March 29th, 2008
Hello Jazz Friends,
Here we are once again with some more market research tips. In the last few posts, I showed you some ideas and resources to do market research offline. Today we’re going to focus on marketing research as far as the Internet is concerned. Just as its important to an offline, brick and mortar business to have a prime location to gain traffic to it, your online presence should be about the same.
If you ask any business person the one key element of attracting visitors to a business whether online or offline, the common response will be “Location, Location, Location”. As jazz musicians we should be concerned with branding, having a clear marketing message, fulfilling the needs of our fans, and making sure the major search engine spiders are crawling your site when marketing online. The way to achieve this is through carefully planned keyword research.
As I have mentioned before, your online marketing efforts as jazz artists should be about problem solving for your fans. If you keep this in mind it will greatly increase your chances of success on the Internet. It’s one thing to have a great business idea, but brilliant as that idea may seem you want to be sure there is enough consumer demand for it.
Something else to consider is supply or competition. It would be a waste of your marketing dollars designing an expensive website, buying traffic for keywords in a paid search environment, or any other methods of paid traffic if your keywords are too broad and highly saturated in the online marketplace.

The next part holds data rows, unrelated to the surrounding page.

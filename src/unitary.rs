//! Dense matrices for circuit plans.
//!
//! Matrices act on `2^n`-dimensional column vectors indexed by assignment index.
//! They grow as `4^n`, so they are meant for inspection and checking of small plans.

use std::f64::consts::FRAC_1_SQRT_2;

use faer::{Mat, mat};
use num_complex::Complex;

use crate::circuit::{CircuitPlan, Operation};

const CISQRT2: Complex<f64> = Complex::new(FRAC_1_SQRT_2, 0.0);

/// Largest qubit count for which dense matrices are built.
pub const MAX_DENSE_QUBITS: usize = 10;

fn hadamard() -> Mat<Complex<f64>> {
    mat![[CISQRT2, CISQRT2], [CISQRT2, -CISQRT2]]
}

impl Operation {
    pub fn to_unitary(&self, qubits: usize) -> Option<Mat<Complex<f64>>> {
        let dim = 1 << qubits;
        match self {
            Operation::PrepareUniformSuperposition => Some(
                (0..qubits).fold(Mat::identity(1, 1), |x, _| x.kron(hadamard())),
            ),
            Operation::ApplyOracle(oracle) => Some(Mat::from_fn(dim, dim, |i, j| {
                if i == j {
                    Complex::new(f64::from(oracle.phases()[i]), 0.0)
                } else {
                    Complex::ZERO
                }
            })),
            Operation::ApplyDiffuser => {
                let mean = 2.0 / dim as f64;
                Some(Mat::from_fn(dim, dim, |i, j| {
                    let delta = if i == j { 1.0 } else { 0.0 };
                    Complex::new(mean - delta, 0.0)
                }))
            }
            Operation::MeasureAll => None,
        }
    }
}

impl CircuitPlan {
    /// The product of every unitary operation of the plan, in execution order.
    /// Returns `None` when the plan is wider than `MAX_DENSE_QUBITS`.
    pub fn to_unitary(&self) -> Option<Mat<Complex<f64>>> {
        if self.qubits() > MAX_DENSE_QUBITS {
            return None;
        }
        let dim = 1 << self.qubits();
        Some(
            self.operations()
                .iter()
                .filter_map(|op| op.to_unitary(self.qubits()))
                .fold(Mat::identity(dim, dim), |x, y| y * x),
        )
    }
}
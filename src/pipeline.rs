//! The end-to-end compilation of an HDL assignment into a Grover search.

use std::{num::NonZeroUsize, sync::Arc};

use miette::Diagnostic;
use thiserror::Error;
use tracing::info;

use crate::{
    circuit::{CircuitError, CircuitPlan, assemble},
    engine::{Counts, EngineError, ExecutionEngine},
    extract::{ExtractError, parse_assignment},
    iterations,
    oracle::{self, OracleError, OracleSpec},
    typed_syntax::BoolExpr,
    variables::VariableList,
};

/// Errors from any stage of the pipeline.
#[derive(Clone, Debug, PartialEq, Eq, Error, Diagnostic)]
pub enum PipelineError {
    #[error(transparent)]
    #[diagnostic(transparent)]
    Extract(#[from] ExtractError),
    #[error(transparent)]
    #[diagnostic(transparent)]
    Oracle(#[from] OracleError),
    #[error(transparent)]
    #[diagnostic(transparent)]
    Circuit(#[from] CircuitError),
    #[error(transparent)]
    #[diagnostic(transparent)]
    Engine(#[from] EngineError),
}

/// Everything compiled for a satisfiable expression.
#[derive(Clone, Debug, PartialEq)]
pub struct GroverSearch {
    /// The assigned signal name, as written
    pub target: String,
    /// Sorted free variables
    pub variables: VariableList,
    pub expr: BoolExpr,
    /// The phase oracle, shared with `circuit`
    pub oracle: Arc<OracleSpec>,
    pub iterations: usize,
    pub circuit: CircuitPlan,
}

impl GroverSearch {
    /// Number of satisfying assignments.
    pub fn solution_count(&self) -> NonZeroUsize {
        // Only built for satisfiable oracles.
        NonZeroUsize::new(self.oracle.solution_count()).unwrap_or(NonZeroUsize::MIN)
    }

    /// Ideal probability of measuring a solution with the planned iterations.
    pub fn success_probability(&self) -> f64 {
        iterations::success_probability(
            self.variables.len(),
            self.solution_count(),
            self.iterations,
        )
    }

    /// Run the circuit on `engine` for `shots` shots.
    pub fn run(&self, engine: &impl ExecutionEngine, shots: u64) -> Result<Counts, PipelineError> {
        Ok(engine.execute(&self.circuit, shots)?)
    }
}

/// The result of compiling a source text.
#[derive(Clone, Debug, PartialEq)]
pub enum Compiled {
    /// No assignment satisfies the expression; no circuit is built.
    Unsatisfiable {
        /// The assigned signal name
        target: String,
        /// Sorted free variables
        variables: VariableList,
    },
    /// A circuit ready to run
    Search(GroverSearch),
}

/// Extract, build the oracle, plan and assemble.
/// Stops after the oracle when there is nothing to search for.
pub fn compile(source: &str) -> Result<Compiled, PipelineError> {
    let assignment = parse_assignment(source)?;
    let target = assignment.target.inner;
    let variables = assignment.variables;
    info!(target_signal = %target, variables = variables.len(), "extracted expression");

    let oracle = oracle::build(&assignment.expr, &variables)?;
    let Some(m) = NonZeroUsize::new(oracle.solution_count()) else {
        info!("expression is unsatisfiable");
        return Ok(Compiled::Unsatisfiable { target, variables });
    };

    let iterations = iterations::plan(variables.len(), m);
    info!(iterations, solutions = m.get(), "planned iterations");

    let oracle = Arc::new(oracle);
    let circuit = assemble(Arc::clone(&oracle), variables.len(), iterations)?;
    info!(operations = circuit.operations().len(), "assembled circuit");

    Ok(Compiled::Search(GroverSearch {
        target,
        variables,
        expr: assignment.expr,
        oracle,
        iterations,
        circuit,
    }))
}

As it remains, the top major search engines are Google, Yahoo, and MSN. There are hundreds of other search engines but the remaining ones are partnered with either of the three. You want to be sure your site is seen by these search engines and strive for top placement.
Us jazz marketers want to be sure that our websites, online articles, pay per click ads, social bookmarking tags, classified ads, forum posts & signatures, etc. are keyword rich.
It all boils down to finding those niche keywords and phrases that are related to your specific business model.
Here’s a resource that will further explain the concept. Feel free to save this somewhere on your hard drive.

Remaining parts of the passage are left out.